There were times when I read drafts of Almost A Father, and couldn’t believe I was reading about our life.

The initial chapters, when I was so consumed with myself and humiliated about finding out my spawning equipment was deficient are uncomfortable for even me to read sometimes.

I considered editing them many times.  I didn’t like the self absorbed jerk that I was in those chapters.

I couldn’t blame Lisa for falling out of passion with me during those days.

But I guess in every love story, someone has to evolve.

Lisa has always been a strong willed person who lives her life with faith filled action.

Before infertility, I was a lot of big talk, but very often slow to act.

I started finding my way back when we lost Dublin (the name we gave our first positive beta baby that ended in miscarriage 8 days later).

It was the first time in our infertility journey that I had ever felt spiritually connected to any of our creations.

That was a gift from God.

That loss was the catalyst for trips to Nashville where Lisa and I fell in love again.

Much like that band rehearsal, she watched me from the audience as I sang songs inspired by our life together, our tears together, our victories together.

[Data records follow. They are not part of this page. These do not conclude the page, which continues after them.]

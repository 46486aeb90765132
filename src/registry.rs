//! Name-keyed registries for cleaners and presetters

use std::collections::{HashMap, HashSet};
use std::sync::Arc;

use crate::common::{Error, Result};

/// Something registered under a unique name
pub trait Named {
    fn name(&self) -> &str;
}

/// Registry of named capabilities
///
/// Registration is all-or-nothing per call: every name is checked before
/// anything is inserted.
pub struct Registry<T: ?Sized + Named> {
    kind: &'static str,
    items: HashMap<String, Arc<T>>,
}

impl<T: ?Sized + Named> Registry<T> {
    /// Create an empty registry; `kind` names the items in error messages
    pub fn new(kind: &'static str) -> Self {
        Self {
            kind,
            items: HashMap::new(),
        }
    }

    /// Register every item, or none of them if any name is taken
    pub fn register<I>(&mut self, items: I) -> Result<()>
    where
        I: IntoIterator<Item = Arc<T>>,
    {
        let items: Vec<Arc<T>> = items.into_iter().collect();

        let mut seen = HashSet::new();
        for item in &items {
            let name = item.name();
            if self.items.contains_key(name) || !seen.insert(name) {
                return Err(Error::already_registered(self.kind, name));
            }
        }

        for item in items {
            tracing::debug!("Registered {} '{}'", self.kind, item.name());
            self.items.insert(item.name().to_string(), item);
        }
        Ok(())
    }

    /// Exact-name lookup
    pub fn get(&self, name: &str) -> Option<Arc<T>> {
        self.items.get(name).cloned()
    }
}

impl<T: ?Sized + Named> Clone for Registry<T> {
    fn clone(&self) -> Self {
        Self {
            kind: self.kind,
            items: self.items.clone(),
        }
    }
}
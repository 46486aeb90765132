//! Test data model
//!
//! A data root is a directory tree. Every directory is a group: its optional
//! `_context.yaml` holds the group configuration, every other `*.yaml`,
//! `*.yml` or `*.json` file is one case, and subdirectories are nested groups.

mod loader;

pub use loader::load;

use serde::Deserialize;
use serde_json::Value;
use std::collections::BTreeMap;
use std::path::PathBuf;

use crate::roundtrip::RoundTrip;

/// File name holding a directory's group configuration (any supported extension)
pub const CONTEXT_FILE_STEM: &str = "_context";

/// Static per-directory configuration
#[derive(Deserialize, Debug, Clone, Default)]
#[serde(rename_all = "camelCase", default)]
pub struct GroupConfig {
    /// Human-readable summary (defaults to the directory name)
    pub summary: String,
    /// Cleaner run after every leaf in this subtree finished
    pub cleaner: Option<String>,
    /// Template merged onto the inherited one
    pub round_trip_template: Option<RoundTrip>,
    /// Presetters applied while constructing the context
    pub presetters: Vec<PresetConfig>,
    /// Static variables, values may reference earlier bindings
    pub variables: BTreeMap<String, Value>,
    /// Setup round trips, run once per group activation
    pub flow: Vec<RoundTrip>,
}

/// A presetter invocation inside a group configuration
#[derive(Deserialize, Debug, Clone)]
pub struct PresetConfig {
    /// Registered presetter name
    pub name: String,
    /// Presetter-specific arguments
    #[serde(default)]
    pub args: Value,
}

/// One leaf test
#[derive(Deserialize, Debug, Clone, Default)]
#[serde(default)]
pub struct Case {
    /// What the case verifies
    pub description: String,
    /// Ordered steps
    pub flow: Vec<RoundTrip>,
}

/// A loaded case file
#[derive(Debug, Clone)]
pub struct File {
    pub path: PathBuf,
    pub case: Case,
}

/// A loaded directory
#[derive(Debug, Clone, Default)]
pub struct Dir {
    pub path: PathBuf,
    pub context: GroupConfig,
    /// Nested groups by directory name
    pub dirs: BTreeMap<String, Dir>,
    /// Cases by file name
    pub files: BTreeMap<String, File>,
    /// Leaves in the whole subtree
    pub case_num: usize,
}

impl Dir {
    /// Recompute `case_num` for this subtree
    pub fn count_cases(&mut self) -> usize {
        let nested: usize = self.dirs.values_mut().map(Dir::count_cases).sum();
        self.case_num = self.files.len() + nested;
        self.case_num
    }
}
//! CLI command definitions
//!
//! Defines the clap commands for the aloe CLI.

use clap::{Args, Subcommand};
use std::path::PathBuf;

#[derive(Subcommand)]
pub enum Commands {
    /// Run test suites against an HTTP target
    Run {
        #[command(flatten)]
        source: SourceArgs,

        /// Base URL of the target (overrides the config file)
        #[arg(long)]
        host: Option<String>,

        /// Maximum number of leaves running at once (one per data directory)
        #[arg(long, short = 'j')]
        parallel: Option<usize>,

        /// Only print the summary, not a line per leaf
        #[arg(long, short)]
        quiet: bool,
    },

    /// Print the suite tree without running anything
    List {
        #[command(flatten)]
        source: SourceArgs,
    },
}

/// Where test data and configuration come from
#[derive(Args)]
pub struct SourceArgs {
    /// Data directories, one suite per directory (overrides the config file)
    pub dirs: Vec<PathBuf>,

    /// Configuration file (default: the platform config directory's config.toml)
    #[arg(long, short)]
    pub config: Option<PathBuf>,
}
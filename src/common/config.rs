//! Configuration file handling

use serde::Deserialize;
use std::path::{Path, PathBuf};
use std::time::Duration;

use super::paths::config_path;
use super::Result;

/// Main configuration structure
#[derive(Debug, Deserialize, Default, Clone)]
pub struct Config {
    /// HTTP target settings
    #[serde(default)]
    pub target: TargetConfig,

    /// Test data roots
    #[serde(default)]
    pub data: DataConfig,

    /// Scheduling settings
    #[serde(default)]
    pub runner: RunnerConfig,

    /// Default polling policy for `eventually` steps
    #[serde(default)]
    pub eventually: EventuallyConfig,
}

/// HTTP target settings
#[derive(Debug, Deserialize, Clone)]
pub struct TargetConfig {
    /// Base URL requests are sent to (e.g. `http://localhost:8080`)
    #[serde(default = "default_host")]
    pub host: String,

    /// Per-request timeout in seconds
    #[serde(default = "default_request_timeout")]
    pub request_timeout_secs: u64,
}

impl Default for TargetConfig {
    fn default() -> Self {
        Self {
            host: default_host(),
            request_timeout_secs: default_request_timeout(),
        }
    }
}

fn default_host() -> String {
    "http://localhost:8080".to_string()
}

fn default_request_timeout() -> u64 {
    30
}

/// Test data roots, each becomes one top-level suite
#[derive(Debug, Deserialize, Default, Clone)]
pub struct DataConfig {
    #[serde(default)]
    pub dirs: Vec<PathBuf>,
}

/// Scheduling settings
#[derive(Debug, Deserialize, Clone)]
pub struct RunnerConfig {
    /// Maximum number of leaves executing at once (one per data root)
    #[serde(default = "default_parallelism")]
    pub parallelism: usize,
}

impl Default for RunnerConfig {
    fn default() -> Self {
        Self {
            parallelism: default_parallelism(),
        }
    }
}

fn default_parallelism() -> usize {
    1
}

/// Polling defaults in milliseconds
#[derive(Debug, Deserialize, Clone, Copy)]
pub struct EventuallyConfig {
    /// Overall wait when a step does not declare a timeout
    #[serde(default = "default_eventually_timeout")]
    pub timeout_ms: u64,

    /// Sleep between attempts when a step does not declare an interval
    #[serde(default = "default_eventually_interval")]
    pub interval_ms: u64,
}

impl Default for EventuallyConfig {
    fn default() -> Self {
        Self {
            timeout_ms: default_eventually_timeout(),
            interval_ms: default_eventually_interval(),
        }
    }
}

fn default_eventually_timeout() -> u64 {
    1_000
}
fn default_eventually_interval() -> u64 {
    100
}

impl EventuallyConfig {
    pub fn timeout(&self) -> Duration {
        Duration::from_millis(self.timeout_ms)
    }

    pub fn interval(&self) -> Duration {
        Duration::from_millis(self.interval_ms)
    }
}

impl Config {
    /// Load configuration from the default config file
    ///
    /// Returns default configuration if file doesn't exist
    pub fn load() -> Result<Self> {
        match config_path() {
            Some(path) if path.exists() => Self::load_from(&path),
            _ => Ok(Self::default()),
        }
    }

    /// Load configuration from an explicit path
    pub fn load_from(path: &Path) -> Result<Self> {
        let content = std::fs::read_to_string(path).map_err(|e| {
            super::Error::Config(format!("Failed to read '{}': {}", path.display(), e))
        })?;
        Self::parse(&content)
    }

    /// Parse configuration from TOML text
    pub fn parse(content: &str) -> Result<Self> {
        let config: Self =
            toml::from_str(content).map_err(|e| super::Error::ConfigParse(e.to_string()))?;
        config.validate()?;
        Ok(config)
    }

    fn validate(&self) -> Result<()> {
        if self.runner.parallelism == 0 {
            return Err(super::Error::Config(
                "runner.parallelism must be at least 1".to_string(),
            ));
        }
        if self.eventually.interval_ms == 0 {
            return Err(super::Error::Config(
                "eventually.interval_ms must be greater than 0".to_string(),
            ));
        }
        Ok(())
    }
}

#[cfg(test)]
mod tests {
    use super::*;

    #[test]
    fn test_defaults() {
        let config = Config::parse("").unwrap();
        assert_eq!(config.target.host, "http://localhost:8080");
        assert_eq!(config.runner.parallelism, 1);
        assert_eq!(config.eventually.timeout(), Duration::from_secs(1));
        assert_eq!(config.eventually.interval(), Duration::from_millis(100));
        assert!(config.data.dirs.is_empty());
    }

    #[test]
    fn test_partial_sections() {
        let config = Config::parse(
            r#"
[target]
host = "http://api.local:9000"

[data]
dirs = ["tests/data", "tests/more"]

[eventually]
timeout_ms = 5000
"#,
        )
        .unwrap();
        assert_eq!(config.target.host, "http://api.local:9000");
        assert_eq!(config.target.request_timeout_secs, 30);
        assert_eq!(config.data.dirs.len(), 2);
        assert_eq!(config.eventually.timeout_ms, 5000);
        assert_eq!(config.eventually.interval_ms, 100);
    }

    #[test]
    fn test_rejects_zero_parallelism() {
        let err = Config::parse("[runner]\nparallelism = 0\n").unwrap_err();
        assert!(matches!(err, crate::common::Error::Config(_)));
    }

    #[test]
    fn test_rejects_malformed_toml() {
        let err = Config::parse("[runner\n").unwrap_err();
        assert!(matches!(err, crate::common::Error::ConfigParse(_)));
    }
}
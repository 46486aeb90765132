//! Directory tree loading

use std::path::Path;

use serde::de::DeserializeOwned;
use walkdir::WalkDir;

use crate::common::{Error, Result};

use super::{Case, Dir, File, GroupConfig, CONTEXT_FILE_STEM};

const EXTENSIONS: &[&str] = &["yaml", "yml", "json"];

/// Load a data root into a directory model
///
/// Entries are visited in name order. Hidden entries and files whose name
/// starts with `_` (other than the context file) are skipped.
pub fn load(root: &Path) -> Result<Dir> {
    if !root.is_dir() {
        return Err(Error::load(root, "not a directory"));
    }
    let mut dir = load_dir(root)?;
    dir.count_cases();
    tracing::debug!("Loaded {} cases from {}", dir.case_num, root.display());
    Ok(dir)
}

fn load_dir(path: &Path) -> Result<Dir> {
    let mut dir = Dir {
        path: path.to_path_buf(),
        ..Default::default()
    };

    let walker = WalkDir::new(path)
        .min_depth(1)
        .max_depth(1)
        .follow_links(true)
        .sort_by_file_name();

    let mut context = None;
    for entry in walker {
        let entry = entry.map_err(|e| Error::load(path, e))?;
        let name = entry.file_name().to_string_lossy().into_owned();
        if name.starts_with('.') {
            continue;
        }
        let entry_path = entry.path().to_path_buf();

        if entry.file_type().is_dir() {
            dir.dirs.insert(name, load_dir(&entry_path)?);
            continue;
        }

        let (stem, supported) = match entry_path.extension().and_then(|e| e.to_str()) {
            Some(ext) if EXTENSIONS.contains(&ext) => (
                entry_path
                    .file_stem()
                    .map(|s| s.to_string_lossy().into_owned())
                    .unwrap_or_default(),
                true,
            ),
            _ => (String::new(), false),
        };
        if !supported {
            continue;
        }

        if stem == CONTEXT_FILE_STEM {
            if context.is_some() {
                return Err(Error::load(path, "more than one context file"));
            }
            context = Some(parse_file::<GroupConfig>(&entry_path)?);
        } else if !stem.starts_with('_') {
            let case = parse_file::<Case>(&entry_path)?;
            if case.flow.is_empty() {
                tracing::warn!("Case {} has no steps", entry_path.display());
            }
            dir.files.insert(
                name,
                File {
                    path: entry_path,
                    case,
                },
            );
        }
    }

    let mut context = context.unwrap_or_default();
    if context.summary.is_empty() {
        context.summary = path
            .file_name()
            .map(|n| n.to_string_lossy().into_owned())
            .unwrap_or_default();
    }
    dir.context = context;
    Ok(dir)
}

fn parse_file<T: DeserializeOwned>(path: &Path) -> Result<T> {
    let content = std::fs::read_to_string(path).map_err(|e| Error::load(path, e))?;
    // YAML is a superset of JSON, one parser covers every extension
    serde_yaml::from_str(&content).map_err(|e| Error::load(path, e))
}

#[cfg(test)]
mod tests {
    use super::*;
    use std::fs;

    fn write(root: &Path, rel: &str, content: &str) {
        let path = root.join(rel);
        fs::create_dir_all(path.parent().unwrap()).unwrap();
        fs::write(path, content).unwrap();
    }

    #[test]
    fn test_load_tree_counts_whole_subtree() {
        let tmp = tempfile::tempdir().unwrap();
        let root = tmp.path();
        write(root, "_context.yaml", "summary: users api\ncleaner: db-reset\n");
        write(root, "create.yaml", "description: create user\nflow:\n  - request:\n      path: /users\n");
        write(root, "list.json", r#"{"description": "list users", "flow": [{}]}"#);
        write(root, "admin/_context.yml", "summary: admin\n");
        write(root, "admin/promote.yaml", "description: promote\nflow: [{}]\n");
        write(root, "admin/nested/deep.yaml", "description: deep\nflow: [{}]\n");
        write(root, "README.md", "ignored");
        write(root, "_shared.yaml", "ignored: true");
        write(root, ".hidden/skip.yaml", "description: hidden\n");

        let dir = load(root).unwrap();
        assert_eq!(dir.context.summary, "users api");
        assert_eq!(dir.context.cleaner.as_deref(), Some("db-reset"));
        assert_eq!(dir.case_num, 4);
        assert_eq!(dir.files.len(), 2);
        assert!(dir.files.contains_key("create.yaml"));
        assert!(dir.files.contains_key("list.json"));

        let admin = &dir.dirs["admin"];
        assert_eq!(admin.case_num, 2);
        assert_eq!(admin.context.summary, "admin");
        assert_eq!(admin.dirs["nested"].case_num, 1);
        assert_eq!(admin.dirs["nested"].context.summary, "nested");
        assert!(!dir.dirs.contains_key(".hidden"));
    }

    #[test]
    fn test_missing_root_is_load_error() {
        let err = load(Path::new("/definitely/not/here")).unwrap_err();
        assert!(matches!(err, Error::Load { .. }));
    }

    #[test]
    fn test_malformed_case_is_load_error() {
        let tmp = tempfile::tempdir().unwrap();
        write(tmp.path(), "bad.yaml", "flow: {not: [a list}\n");
        let err = load(tmp.path()).unwrap_err();
        assert!(matches!(err, Error::Load { .. }));
    }

    #[test]
    fn test_two_context_files_are_rejected() {
        let tmp = tempfile::tempdir().unwrap();
        write(tmp.path(), "_context.yaml", "summary: a\n");
        write(tmp.path(), "_context.json", r#"{"summary": "b"}"#);
        let err = load(tmp.path()).unwrap_err();
        assert!(err.to_string().contains("more than one context file"), "{}", err);
    }

    #[cfg(unix)]
    #[test]
    fn test_symlinked_group_is_followed() {
        let tmp = tempfile::tempdir().unwrap();
        let shared = tmp.path().join("shared");
        write(&shared, "ping.yaml", "description: ping\nflow: [{}]\n");
        let root = tmp.path().join("root");
        fs::create_dir_all(&root).unwrap();
        std::os::unix::fs::symlink(&shared, root.join("linked")).unwrap();

        let dir = load(&root).unwrap();
        assert_eq!(dir.case_num, 1);
        assert!(dir.dirs["linked"].files.contains_key("ping.yaml"));
    }

    #[test]
    fn test_group_config_fields() {
        let tmp = tempfile::tempdir().unwrap();
        write(
            tmp.path(),
            "_context.yaml",
            r#"
summary: orders
roundTripTemplate:
  request:
    headers:
      Accept: application/json
presetters:
  - name: request-header
    args:
      X-Tenant: acme
variables:
  tenant: acme
flow:
  - description: create namespace
    request:
      method: POST
      path: /namespaces
"#,
        );
        let dir = load(tmp.path()).unwrap();
        let cfg = &dir.context;
        assert!(cfg.round_trip_template.is_some());
        assert_eq!(cfg.presetters[0].name, "request-header");
        assert_eq!(cfg.variables["tenant"], serde_json::json!("acme"));
        assert_eq!(cfg.flow.len(), 1);
        assert_eq!(dir.case_num, 0);
    }
}
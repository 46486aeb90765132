//! Field-level merge of a step onto an inherited template
//!
//! Fields the override sets replace the template's; fields it leaves unset fall
//! back to the template. Maps merge key by key with the override winning.

use std::collections::BTreeMap;

use super::{Request, Response, RoundTrip};

/// Merge `over` onto `template`
pub fn merge(template: &RoundTrip, over: &RoundTrip) -> RoundTrip {
    RoundTrip {
        description: if over.description.is_empty() {
            template.description.clone()
        } else {
            over.description.clone()
        },
        request: merge_request(&template.request, &over.request),
        response: merge_response(&template.response, &over.response),
    }
}

fn merge_request(template: &Request, over: &Request) -> Request {
    Request {
        method: over.method.clone().or_else(|| template.method.clone()),
        path: over.path.clone().or_else(|| template.path.clone()),
        headers: merge_map(&template.headers, &over.headers),
        query: merge_map(&template.query, &over.query),
        body: over.body.clone().or_else(|| template.body.clone()),
    }
}

fn merge_response(template: &Response, over: &Response) -> Response {
    Response {
        status_code: over.status_code.or(template.status_code),
        headers: merge_map(&template.headers, &over.headers),
        body: over.body.clone().or_else(|| template.body.clone()),
        variables: merge_map(&template.variables, &over.variables),
        eventually: over.eventually.or(template.eventually),
    }
}

fn merge_map(
    template: &BTreeMap<String, String>,
    over: &BTreeMap<String, String>,
) -> BTreeMap<String, String> {
    let mut merged = template.clone();
    merged.extend(over.iter().map(|(k, v)| (k.clone(), v.clone())));
    merged
}

#[cfg(test)]
mod tests {
    use super::*;
    use crate::roundtrip::Eventually;
    use serde_json::json;
    use std::time::Duration;

    fn template() -> RoundTrip {
        let mut rt = RoundTrip {
            description: "template".into(),
            ..Default::default()
        };
        rt.request.method = Some("GET".into());
        rt.request.path = Some("/items".into());
        rt.request.headers.insert("Accept".into(), "application/json".into());
        rt.request.headers.insert("X-Tenant".into(), "t1".into());
        rt.response.status_code = Some(200);
        rt.response.eventually = Some(Eventually {
            timeout: Some(Duration::from_secs(2)),
            interval: None,
        });
        rt
    }

    #[test]
    fn test_empty_override_keeps_template() {
        let t = template();
        assert_eq!(merge(&t, &RoundTrip::default()), t);
    }

    #[test]
    fn test_override_replaces_only_set_fields() {
        let t = template();
        let mut over = RoundTrip::default();
        over.request.method = Some("POST".into());
        over.request.body = Some(json!({"name": "x"}));
        over.request.headers.insert("X-Tenant".into(), "t2".into());
        over.response.status_code = Some(201);

        let merged = merge(&t, &over);

        let mut expected = t.clone();
        expected.request.method = Some("POST".into());
        expected.request.body = Some(json!({"name": "x"}));
        expected.request.headers.insert("X-Tenant".into(), "t2".into());
        expected.response.status_code = Some(201);
        assert_eq!(merged, expected);
        assert_eq!(merged.request.headers["Accept"], "application/json");
    }

    #[test]
    fn test_description_falls_back_to_template() {
        let t = template();
        let over = RoundTrip {
            description: "step".into(),
            ..Default::default()
        };
        assert_eq!(merge(&t, &over).description, "step");
        assert_eq!(merge(&t, &RoundTrip::default()).description, "template");
    }
}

Seeing her smile at me from the audience on the Bluebird Cafe stage, I knew we were finding our way back.

A few years later, I would get to see the beaming face of Lisa on a different stage.

A stage where we would get to tell millions of people that we had not only found our way back to each other, but found our way to our soul baby.

That stage was the set of the CBS Early Show.

Every infertility journey is a love story in the making.

They all start the same.

Two people fall in love.

When infertility hits, inevitably, somebody falls out of passion.

The true beauty, and magic of the story begins, when those two people begin to find their way back to each other.